- TASK REQUIREMENTS:
Going through the entries below, find how many lines hold "inner", then give that number alone.

────

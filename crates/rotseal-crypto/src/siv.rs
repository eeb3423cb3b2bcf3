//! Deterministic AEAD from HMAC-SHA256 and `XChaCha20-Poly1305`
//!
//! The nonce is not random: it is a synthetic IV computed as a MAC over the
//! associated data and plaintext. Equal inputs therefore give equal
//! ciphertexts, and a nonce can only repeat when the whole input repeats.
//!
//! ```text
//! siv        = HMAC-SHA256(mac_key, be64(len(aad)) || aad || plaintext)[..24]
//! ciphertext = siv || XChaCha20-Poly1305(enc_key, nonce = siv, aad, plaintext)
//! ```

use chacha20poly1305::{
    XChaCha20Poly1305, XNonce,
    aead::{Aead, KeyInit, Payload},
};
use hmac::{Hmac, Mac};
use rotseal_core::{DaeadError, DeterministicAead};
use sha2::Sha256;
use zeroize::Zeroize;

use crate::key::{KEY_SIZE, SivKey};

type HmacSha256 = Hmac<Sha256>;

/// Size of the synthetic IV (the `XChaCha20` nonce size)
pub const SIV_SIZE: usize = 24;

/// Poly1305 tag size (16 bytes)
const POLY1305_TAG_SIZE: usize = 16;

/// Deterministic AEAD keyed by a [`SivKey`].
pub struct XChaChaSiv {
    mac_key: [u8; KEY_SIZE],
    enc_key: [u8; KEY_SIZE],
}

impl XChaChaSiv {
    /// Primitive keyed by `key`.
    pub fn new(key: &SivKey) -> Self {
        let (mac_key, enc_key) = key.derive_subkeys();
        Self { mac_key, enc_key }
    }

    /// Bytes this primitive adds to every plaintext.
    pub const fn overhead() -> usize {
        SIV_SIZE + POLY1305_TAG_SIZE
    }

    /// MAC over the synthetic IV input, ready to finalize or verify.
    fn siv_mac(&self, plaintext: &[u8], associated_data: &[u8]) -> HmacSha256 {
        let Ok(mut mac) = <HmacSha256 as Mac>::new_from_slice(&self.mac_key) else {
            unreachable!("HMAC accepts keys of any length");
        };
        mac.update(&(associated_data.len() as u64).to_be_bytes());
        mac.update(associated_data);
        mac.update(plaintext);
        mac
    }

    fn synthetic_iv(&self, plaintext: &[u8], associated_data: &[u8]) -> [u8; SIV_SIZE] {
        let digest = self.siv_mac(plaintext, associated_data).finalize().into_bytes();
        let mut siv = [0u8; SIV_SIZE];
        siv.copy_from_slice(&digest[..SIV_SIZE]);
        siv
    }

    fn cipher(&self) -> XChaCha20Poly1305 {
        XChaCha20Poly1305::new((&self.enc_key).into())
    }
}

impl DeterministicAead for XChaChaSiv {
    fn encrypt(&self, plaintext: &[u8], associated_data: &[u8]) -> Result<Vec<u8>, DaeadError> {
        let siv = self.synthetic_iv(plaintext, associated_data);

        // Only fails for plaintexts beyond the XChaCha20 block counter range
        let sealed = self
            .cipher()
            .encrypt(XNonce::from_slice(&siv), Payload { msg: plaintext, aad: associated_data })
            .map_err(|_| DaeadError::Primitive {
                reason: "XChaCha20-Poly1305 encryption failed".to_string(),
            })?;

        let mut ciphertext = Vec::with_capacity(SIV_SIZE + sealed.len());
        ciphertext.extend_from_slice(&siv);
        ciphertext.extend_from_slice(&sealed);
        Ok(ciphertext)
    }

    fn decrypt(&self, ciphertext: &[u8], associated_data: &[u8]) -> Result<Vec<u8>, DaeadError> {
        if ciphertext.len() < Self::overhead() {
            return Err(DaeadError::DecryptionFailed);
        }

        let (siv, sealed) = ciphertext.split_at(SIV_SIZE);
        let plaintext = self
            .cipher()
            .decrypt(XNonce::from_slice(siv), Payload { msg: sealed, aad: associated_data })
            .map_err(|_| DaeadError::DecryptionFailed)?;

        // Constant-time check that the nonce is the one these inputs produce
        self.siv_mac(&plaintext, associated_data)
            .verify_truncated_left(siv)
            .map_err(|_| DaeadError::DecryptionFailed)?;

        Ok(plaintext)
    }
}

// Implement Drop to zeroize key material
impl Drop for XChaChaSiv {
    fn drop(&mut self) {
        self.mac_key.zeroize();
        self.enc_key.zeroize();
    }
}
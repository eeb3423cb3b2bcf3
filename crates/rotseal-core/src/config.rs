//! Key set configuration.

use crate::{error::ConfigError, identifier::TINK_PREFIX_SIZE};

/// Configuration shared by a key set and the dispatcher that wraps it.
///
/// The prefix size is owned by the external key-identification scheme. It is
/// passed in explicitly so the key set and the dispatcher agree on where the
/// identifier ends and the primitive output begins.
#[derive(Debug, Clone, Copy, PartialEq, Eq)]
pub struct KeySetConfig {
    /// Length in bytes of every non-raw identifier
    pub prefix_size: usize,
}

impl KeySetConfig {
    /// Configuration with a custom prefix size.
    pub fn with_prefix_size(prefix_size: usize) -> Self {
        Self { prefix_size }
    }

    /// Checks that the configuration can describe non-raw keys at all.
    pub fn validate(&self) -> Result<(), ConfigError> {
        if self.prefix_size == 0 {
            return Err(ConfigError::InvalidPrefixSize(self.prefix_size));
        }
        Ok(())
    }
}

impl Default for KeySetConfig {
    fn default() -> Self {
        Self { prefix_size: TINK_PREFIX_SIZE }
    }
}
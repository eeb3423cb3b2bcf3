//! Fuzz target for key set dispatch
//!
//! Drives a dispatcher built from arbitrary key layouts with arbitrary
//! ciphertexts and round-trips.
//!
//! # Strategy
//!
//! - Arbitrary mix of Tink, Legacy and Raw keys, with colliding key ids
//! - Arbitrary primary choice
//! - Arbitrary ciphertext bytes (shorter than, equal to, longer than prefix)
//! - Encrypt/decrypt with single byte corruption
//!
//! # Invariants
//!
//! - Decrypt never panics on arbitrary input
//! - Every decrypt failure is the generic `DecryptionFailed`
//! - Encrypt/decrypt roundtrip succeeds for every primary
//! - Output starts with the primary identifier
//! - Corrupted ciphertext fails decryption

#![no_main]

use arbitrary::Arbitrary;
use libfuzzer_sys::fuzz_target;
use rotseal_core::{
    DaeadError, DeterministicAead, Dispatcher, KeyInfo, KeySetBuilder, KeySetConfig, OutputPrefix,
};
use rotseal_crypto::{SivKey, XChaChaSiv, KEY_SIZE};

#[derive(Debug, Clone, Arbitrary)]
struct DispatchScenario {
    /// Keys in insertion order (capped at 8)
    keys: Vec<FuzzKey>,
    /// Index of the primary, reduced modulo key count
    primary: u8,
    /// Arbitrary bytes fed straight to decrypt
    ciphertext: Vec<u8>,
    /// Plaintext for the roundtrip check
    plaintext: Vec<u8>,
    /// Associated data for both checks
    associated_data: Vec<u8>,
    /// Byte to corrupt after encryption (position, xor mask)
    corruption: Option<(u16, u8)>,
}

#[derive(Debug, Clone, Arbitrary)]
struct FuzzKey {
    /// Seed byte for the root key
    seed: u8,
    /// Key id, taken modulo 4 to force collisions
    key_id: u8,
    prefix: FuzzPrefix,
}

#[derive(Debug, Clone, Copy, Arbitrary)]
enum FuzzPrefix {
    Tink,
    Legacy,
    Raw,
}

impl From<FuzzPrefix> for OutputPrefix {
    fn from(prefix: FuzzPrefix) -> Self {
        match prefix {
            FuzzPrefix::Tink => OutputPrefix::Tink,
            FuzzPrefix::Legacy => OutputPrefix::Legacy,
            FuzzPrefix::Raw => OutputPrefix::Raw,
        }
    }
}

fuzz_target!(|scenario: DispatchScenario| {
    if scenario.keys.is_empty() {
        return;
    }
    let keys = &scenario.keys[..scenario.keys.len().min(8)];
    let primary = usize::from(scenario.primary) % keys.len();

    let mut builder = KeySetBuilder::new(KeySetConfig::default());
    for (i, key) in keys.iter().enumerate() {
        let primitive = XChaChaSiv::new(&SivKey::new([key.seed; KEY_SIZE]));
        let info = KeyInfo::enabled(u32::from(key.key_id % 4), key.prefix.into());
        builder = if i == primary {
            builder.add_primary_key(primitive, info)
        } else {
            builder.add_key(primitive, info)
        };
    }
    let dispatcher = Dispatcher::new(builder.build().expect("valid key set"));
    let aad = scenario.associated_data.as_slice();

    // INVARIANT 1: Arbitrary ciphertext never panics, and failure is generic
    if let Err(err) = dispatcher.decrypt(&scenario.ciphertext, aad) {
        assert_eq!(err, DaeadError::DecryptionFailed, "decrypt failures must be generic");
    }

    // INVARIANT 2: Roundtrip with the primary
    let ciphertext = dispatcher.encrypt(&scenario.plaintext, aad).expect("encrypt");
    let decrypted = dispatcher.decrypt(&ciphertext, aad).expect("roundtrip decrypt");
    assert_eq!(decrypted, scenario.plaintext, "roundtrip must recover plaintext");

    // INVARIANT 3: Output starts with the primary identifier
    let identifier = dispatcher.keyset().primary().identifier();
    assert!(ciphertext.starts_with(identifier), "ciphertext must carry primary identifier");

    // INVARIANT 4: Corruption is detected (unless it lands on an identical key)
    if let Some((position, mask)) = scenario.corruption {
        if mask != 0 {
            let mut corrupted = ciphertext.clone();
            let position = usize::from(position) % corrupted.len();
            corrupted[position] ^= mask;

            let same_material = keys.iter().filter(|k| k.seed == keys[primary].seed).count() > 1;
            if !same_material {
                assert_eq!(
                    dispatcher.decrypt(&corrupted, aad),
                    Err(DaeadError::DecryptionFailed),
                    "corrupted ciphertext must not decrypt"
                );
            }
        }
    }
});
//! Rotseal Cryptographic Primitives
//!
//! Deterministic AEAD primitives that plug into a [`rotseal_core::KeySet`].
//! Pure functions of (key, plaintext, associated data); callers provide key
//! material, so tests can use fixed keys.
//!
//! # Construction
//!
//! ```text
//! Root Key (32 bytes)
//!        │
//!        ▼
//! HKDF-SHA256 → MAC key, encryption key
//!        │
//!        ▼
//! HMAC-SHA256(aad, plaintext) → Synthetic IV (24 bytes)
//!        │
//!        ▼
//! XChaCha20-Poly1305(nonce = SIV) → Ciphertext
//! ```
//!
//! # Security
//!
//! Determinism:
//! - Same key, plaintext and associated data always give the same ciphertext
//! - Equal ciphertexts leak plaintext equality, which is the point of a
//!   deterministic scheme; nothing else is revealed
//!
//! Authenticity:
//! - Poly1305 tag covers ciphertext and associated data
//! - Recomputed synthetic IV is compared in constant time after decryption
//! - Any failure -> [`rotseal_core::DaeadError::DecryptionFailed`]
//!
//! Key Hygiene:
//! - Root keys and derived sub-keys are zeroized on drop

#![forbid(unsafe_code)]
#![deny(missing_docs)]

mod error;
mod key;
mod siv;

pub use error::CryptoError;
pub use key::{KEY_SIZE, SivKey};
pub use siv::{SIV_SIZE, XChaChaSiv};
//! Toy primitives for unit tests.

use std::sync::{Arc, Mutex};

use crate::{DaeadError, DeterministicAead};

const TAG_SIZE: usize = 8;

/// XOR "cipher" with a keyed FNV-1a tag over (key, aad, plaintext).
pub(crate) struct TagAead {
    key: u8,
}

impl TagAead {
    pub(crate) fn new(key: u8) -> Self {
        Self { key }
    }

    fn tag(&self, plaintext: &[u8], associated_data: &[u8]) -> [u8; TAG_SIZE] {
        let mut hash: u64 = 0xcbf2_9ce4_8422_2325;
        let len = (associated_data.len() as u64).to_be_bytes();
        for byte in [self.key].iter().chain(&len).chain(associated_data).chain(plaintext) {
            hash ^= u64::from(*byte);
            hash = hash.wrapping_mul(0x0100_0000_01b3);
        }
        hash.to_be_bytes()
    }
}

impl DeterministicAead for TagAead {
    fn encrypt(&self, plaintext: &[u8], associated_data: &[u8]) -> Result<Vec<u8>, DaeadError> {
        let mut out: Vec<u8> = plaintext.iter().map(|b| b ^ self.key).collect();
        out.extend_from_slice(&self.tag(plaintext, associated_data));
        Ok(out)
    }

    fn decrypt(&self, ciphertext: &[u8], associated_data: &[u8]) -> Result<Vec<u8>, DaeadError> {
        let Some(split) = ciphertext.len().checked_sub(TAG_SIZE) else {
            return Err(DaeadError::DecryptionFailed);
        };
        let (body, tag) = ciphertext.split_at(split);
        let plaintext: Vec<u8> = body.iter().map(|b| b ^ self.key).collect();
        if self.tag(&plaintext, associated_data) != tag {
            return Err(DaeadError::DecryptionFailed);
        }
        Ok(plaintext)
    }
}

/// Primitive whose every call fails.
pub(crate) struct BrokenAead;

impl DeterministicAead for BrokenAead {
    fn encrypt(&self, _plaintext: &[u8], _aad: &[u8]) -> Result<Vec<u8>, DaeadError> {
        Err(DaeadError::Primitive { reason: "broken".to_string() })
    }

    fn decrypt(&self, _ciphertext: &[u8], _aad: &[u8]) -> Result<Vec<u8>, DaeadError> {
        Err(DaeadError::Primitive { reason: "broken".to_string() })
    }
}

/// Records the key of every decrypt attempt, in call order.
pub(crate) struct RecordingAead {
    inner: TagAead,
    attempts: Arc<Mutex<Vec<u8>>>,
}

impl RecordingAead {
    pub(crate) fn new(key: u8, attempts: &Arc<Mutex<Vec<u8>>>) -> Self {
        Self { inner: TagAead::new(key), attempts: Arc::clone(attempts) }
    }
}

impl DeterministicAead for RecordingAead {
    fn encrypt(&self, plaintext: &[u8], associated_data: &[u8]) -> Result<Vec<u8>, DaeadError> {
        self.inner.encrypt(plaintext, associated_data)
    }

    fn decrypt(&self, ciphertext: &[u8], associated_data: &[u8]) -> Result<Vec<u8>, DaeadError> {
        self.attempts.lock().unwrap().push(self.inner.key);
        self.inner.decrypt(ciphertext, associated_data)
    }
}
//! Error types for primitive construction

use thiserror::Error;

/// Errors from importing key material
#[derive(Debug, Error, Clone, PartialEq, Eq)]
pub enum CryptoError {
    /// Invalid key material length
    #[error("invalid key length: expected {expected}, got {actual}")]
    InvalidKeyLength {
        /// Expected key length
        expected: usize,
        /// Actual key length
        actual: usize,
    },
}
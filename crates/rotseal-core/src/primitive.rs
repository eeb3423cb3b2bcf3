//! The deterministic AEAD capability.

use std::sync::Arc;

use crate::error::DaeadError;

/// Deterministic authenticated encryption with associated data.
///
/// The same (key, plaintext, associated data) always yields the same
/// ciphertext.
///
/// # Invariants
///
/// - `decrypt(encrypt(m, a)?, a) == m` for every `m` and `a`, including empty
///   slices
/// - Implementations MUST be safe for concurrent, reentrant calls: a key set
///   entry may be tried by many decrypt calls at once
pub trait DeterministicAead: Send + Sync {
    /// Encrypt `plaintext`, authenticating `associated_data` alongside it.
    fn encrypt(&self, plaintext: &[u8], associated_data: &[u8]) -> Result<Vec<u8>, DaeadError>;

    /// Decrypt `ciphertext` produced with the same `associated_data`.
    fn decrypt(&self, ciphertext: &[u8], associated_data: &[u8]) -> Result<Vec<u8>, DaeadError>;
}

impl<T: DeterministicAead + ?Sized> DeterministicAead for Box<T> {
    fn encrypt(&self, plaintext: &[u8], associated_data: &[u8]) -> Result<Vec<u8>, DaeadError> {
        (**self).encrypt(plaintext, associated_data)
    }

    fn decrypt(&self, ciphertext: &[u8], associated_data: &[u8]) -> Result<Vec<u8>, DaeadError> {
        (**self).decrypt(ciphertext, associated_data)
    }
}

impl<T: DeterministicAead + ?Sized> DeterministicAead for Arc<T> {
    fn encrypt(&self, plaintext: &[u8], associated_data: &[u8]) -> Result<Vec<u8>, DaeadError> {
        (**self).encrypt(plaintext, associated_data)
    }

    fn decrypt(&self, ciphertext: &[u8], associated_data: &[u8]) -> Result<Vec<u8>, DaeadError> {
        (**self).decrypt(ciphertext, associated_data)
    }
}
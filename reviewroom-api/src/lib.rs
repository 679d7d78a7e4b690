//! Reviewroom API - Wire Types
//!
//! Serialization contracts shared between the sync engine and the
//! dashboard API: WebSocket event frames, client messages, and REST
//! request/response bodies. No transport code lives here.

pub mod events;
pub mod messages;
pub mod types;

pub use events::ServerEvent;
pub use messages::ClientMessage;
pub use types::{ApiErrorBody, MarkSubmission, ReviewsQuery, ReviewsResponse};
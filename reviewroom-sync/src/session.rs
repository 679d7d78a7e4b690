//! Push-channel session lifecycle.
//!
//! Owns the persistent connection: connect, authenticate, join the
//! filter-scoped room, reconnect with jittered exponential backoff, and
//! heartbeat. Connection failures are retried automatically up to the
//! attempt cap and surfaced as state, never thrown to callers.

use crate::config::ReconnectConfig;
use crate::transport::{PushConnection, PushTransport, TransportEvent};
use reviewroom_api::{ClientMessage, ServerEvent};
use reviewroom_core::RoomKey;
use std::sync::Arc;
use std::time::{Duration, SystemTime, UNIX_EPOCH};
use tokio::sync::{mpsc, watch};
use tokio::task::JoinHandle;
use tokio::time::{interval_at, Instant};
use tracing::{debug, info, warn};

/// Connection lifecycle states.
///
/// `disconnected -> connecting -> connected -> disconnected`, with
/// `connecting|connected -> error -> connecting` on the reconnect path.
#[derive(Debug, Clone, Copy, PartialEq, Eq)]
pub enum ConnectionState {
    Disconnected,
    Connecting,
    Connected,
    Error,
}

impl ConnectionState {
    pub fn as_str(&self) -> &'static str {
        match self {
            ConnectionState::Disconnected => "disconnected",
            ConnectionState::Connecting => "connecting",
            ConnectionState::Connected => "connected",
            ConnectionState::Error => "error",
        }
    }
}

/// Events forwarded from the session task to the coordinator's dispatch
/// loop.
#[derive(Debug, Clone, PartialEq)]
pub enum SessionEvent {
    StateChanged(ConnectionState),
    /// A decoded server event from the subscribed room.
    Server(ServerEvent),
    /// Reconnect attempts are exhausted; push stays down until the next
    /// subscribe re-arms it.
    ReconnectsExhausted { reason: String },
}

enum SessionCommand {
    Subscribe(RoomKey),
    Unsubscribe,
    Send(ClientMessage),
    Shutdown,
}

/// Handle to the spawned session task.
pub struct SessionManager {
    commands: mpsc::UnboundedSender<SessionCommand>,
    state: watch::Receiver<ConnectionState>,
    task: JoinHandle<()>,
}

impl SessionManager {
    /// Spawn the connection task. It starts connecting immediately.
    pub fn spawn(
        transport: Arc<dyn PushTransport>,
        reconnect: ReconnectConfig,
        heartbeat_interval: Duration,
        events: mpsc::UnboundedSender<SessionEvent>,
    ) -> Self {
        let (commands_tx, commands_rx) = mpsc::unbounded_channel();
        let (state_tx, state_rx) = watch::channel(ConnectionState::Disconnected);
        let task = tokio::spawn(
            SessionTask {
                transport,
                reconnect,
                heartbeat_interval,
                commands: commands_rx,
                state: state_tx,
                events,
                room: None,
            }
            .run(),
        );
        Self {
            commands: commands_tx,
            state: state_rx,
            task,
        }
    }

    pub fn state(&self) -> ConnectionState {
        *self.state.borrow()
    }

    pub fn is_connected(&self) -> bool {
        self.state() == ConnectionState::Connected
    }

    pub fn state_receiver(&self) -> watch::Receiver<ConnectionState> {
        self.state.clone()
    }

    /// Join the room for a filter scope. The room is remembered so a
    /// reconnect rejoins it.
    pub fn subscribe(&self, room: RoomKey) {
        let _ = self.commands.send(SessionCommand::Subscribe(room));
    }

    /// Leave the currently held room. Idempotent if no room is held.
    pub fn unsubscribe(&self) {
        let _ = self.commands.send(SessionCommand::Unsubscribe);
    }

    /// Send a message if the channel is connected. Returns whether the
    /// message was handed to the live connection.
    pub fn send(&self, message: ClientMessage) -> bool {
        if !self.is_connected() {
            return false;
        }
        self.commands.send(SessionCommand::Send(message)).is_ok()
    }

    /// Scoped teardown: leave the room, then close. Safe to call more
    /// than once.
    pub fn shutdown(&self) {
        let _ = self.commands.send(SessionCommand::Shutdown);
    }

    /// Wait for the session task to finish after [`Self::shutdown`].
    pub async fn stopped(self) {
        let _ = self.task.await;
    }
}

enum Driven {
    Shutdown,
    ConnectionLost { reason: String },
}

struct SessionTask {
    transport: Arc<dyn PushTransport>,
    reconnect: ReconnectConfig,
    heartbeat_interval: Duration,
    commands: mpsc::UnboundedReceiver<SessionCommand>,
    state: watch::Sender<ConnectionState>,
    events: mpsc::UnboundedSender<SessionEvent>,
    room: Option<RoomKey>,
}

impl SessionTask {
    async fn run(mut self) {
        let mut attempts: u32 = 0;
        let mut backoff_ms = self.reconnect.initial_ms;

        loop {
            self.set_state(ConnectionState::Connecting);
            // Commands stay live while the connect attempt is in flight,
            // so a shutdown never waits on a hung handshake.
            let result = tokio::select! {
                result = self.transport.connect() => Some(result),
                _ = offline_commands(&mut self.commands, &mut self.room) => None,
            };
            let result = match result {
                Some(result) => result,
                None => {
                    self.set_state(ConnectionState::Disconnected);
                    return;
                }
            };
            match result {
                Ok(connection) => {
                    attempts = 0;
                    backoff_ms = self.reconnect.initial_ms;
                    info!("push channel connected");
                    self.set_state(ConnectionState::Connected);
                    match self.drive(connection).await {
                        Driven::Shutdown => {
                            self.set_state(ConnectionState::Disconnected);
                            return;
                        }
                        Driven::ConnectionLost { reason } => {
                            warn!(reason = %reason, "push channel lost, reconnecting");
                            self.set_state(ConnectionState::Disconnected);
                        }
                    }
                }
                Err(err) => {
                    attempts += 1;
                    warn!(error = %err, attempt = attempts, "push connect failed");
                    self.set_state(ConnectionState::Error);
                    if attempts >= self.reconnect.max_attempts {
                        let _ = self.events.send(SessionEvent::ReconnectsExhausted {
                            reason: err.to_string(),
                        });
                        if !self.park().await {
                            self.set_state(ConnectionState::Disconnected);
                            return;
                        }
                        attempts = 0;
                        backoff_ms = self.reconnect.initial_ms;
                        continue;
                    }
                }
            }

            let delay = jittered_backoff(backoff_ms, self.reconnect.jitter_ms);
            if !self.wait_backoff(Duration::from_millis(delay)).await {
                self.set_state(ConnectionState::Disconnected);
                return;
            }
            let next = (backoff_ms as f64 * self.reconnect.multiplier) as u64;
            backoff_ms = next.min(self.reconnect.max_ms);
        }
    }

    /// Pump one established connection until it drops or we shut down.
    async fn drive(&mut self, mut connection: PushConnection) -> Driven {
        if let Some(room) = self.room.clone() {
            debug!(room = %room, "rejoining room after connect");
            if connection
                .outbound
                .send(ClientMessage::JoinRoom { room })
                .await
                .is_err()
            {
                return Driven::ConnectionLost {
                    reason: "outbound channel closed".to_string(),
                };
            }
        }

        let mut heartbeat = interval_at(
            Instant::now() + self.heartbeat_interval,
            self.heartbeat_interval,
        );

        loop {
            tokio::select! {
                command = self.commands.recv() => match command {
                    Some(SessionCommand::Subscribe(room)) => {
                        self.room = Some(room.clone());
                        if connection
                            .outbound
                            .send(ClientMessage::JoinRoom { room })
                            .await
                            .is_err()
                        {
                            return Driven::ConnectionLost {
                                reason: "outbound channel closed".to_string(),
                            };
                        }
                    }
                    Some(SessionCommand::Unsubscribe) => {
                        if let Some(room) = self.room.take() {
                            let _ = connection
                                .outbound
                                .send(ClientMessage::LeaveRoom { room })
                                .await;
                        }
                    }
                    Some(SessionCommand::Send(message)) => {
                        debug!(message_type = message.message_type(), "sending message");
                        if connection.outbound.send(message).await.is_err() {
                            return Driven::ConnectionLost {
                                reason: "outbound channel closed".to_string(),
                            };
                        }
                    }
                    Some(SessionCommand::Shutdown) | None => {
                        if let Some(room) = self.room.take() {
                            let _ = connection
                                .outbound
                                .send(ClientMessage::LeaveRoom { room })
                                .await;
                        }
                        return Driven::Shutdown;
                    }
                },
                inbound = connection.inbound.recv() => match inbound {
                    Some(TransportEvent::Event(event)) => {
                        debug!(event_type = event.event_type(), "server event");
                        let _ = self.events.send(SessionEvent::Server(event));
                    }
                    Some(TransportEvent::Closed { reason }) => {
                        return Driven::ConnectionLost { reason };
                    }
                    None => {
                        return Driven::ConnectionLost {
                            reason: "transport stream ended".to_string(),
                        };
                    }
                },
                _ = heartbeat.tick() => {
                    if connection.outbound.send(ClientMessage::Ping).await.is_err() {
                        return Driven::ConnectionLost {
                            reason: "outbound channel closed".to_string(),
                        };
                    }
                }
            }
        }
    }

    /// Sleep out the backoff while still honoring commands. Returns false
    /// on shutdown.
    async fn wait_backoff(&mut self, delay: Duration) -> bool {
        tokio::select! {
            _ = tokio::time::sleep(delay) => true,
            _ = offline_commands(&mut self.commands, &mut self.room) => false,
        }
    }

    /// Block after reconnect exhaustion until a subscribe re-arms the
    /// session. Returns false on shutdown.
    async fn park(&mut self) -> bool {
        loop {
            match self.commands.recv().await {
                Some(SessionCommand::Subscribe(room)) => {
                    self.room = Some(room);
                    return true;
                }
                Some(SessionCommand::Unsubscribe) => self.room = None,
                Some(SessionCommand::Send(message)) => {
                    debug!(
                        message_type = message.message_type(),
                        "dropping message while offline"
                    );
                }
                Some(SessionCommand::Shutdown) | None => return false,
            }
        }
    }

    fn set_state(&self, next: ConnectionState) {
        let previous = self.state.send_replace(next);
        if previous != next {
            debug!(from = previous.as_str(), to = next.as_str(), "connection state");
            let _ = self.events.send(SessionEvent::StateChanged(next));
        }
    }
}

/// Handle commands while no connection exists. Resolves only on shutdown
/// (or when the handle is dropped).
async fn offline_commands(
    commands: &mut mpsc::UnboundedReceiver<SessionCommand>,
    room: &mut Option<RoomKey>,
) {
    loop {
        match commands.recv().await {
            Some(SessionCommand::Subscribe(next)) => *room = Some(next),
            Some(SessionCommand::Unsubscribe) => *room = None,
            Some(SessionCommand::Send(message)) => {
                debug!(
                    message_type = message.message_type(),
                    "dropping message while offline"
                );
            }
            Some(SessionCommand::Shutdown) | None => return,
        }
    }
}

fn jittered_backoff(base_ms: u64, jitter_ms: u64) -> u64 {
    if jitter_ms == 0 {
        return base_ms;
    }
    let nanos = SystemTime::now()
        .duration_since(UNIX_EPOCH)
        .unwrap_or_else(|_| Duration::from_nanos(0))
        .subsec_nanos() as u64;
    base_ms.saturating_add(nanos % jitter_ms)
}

────

- SOLUTION TO THIS EXERCISE:
5